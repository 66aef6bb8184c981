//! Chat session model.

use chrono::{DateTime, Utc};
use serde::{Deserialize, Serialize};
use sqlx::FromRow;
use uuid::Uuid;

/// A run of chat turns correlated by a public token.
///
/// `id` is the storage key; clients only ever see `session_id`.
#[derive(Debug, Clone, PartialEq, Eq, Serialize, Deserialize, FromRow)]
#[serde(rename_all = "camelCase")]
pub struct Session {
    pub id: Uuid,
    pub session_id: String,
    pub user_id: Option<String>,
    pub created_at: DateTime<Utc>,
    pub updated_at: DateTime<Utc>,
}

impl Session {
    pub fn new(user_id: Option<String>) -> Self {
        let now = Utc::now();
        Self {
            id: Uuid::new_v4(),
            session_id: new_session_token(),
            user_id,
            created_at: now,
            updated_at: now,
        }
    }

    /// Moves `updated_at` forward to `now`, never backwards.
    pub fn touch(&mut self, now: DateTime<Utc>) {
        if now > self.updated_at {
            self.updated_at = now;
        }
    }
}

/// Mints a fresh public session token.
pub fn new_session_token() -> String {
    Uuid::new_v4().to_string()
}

= = = =

- Task instructions
Where does "FromRow" appear in the records above? Copy each line that holds it.

- Answer space
use sqlx::FromRow;
#[derive(Debug, Clone, PartialEq, Eq, Serialize, Deserialize, FromRow)]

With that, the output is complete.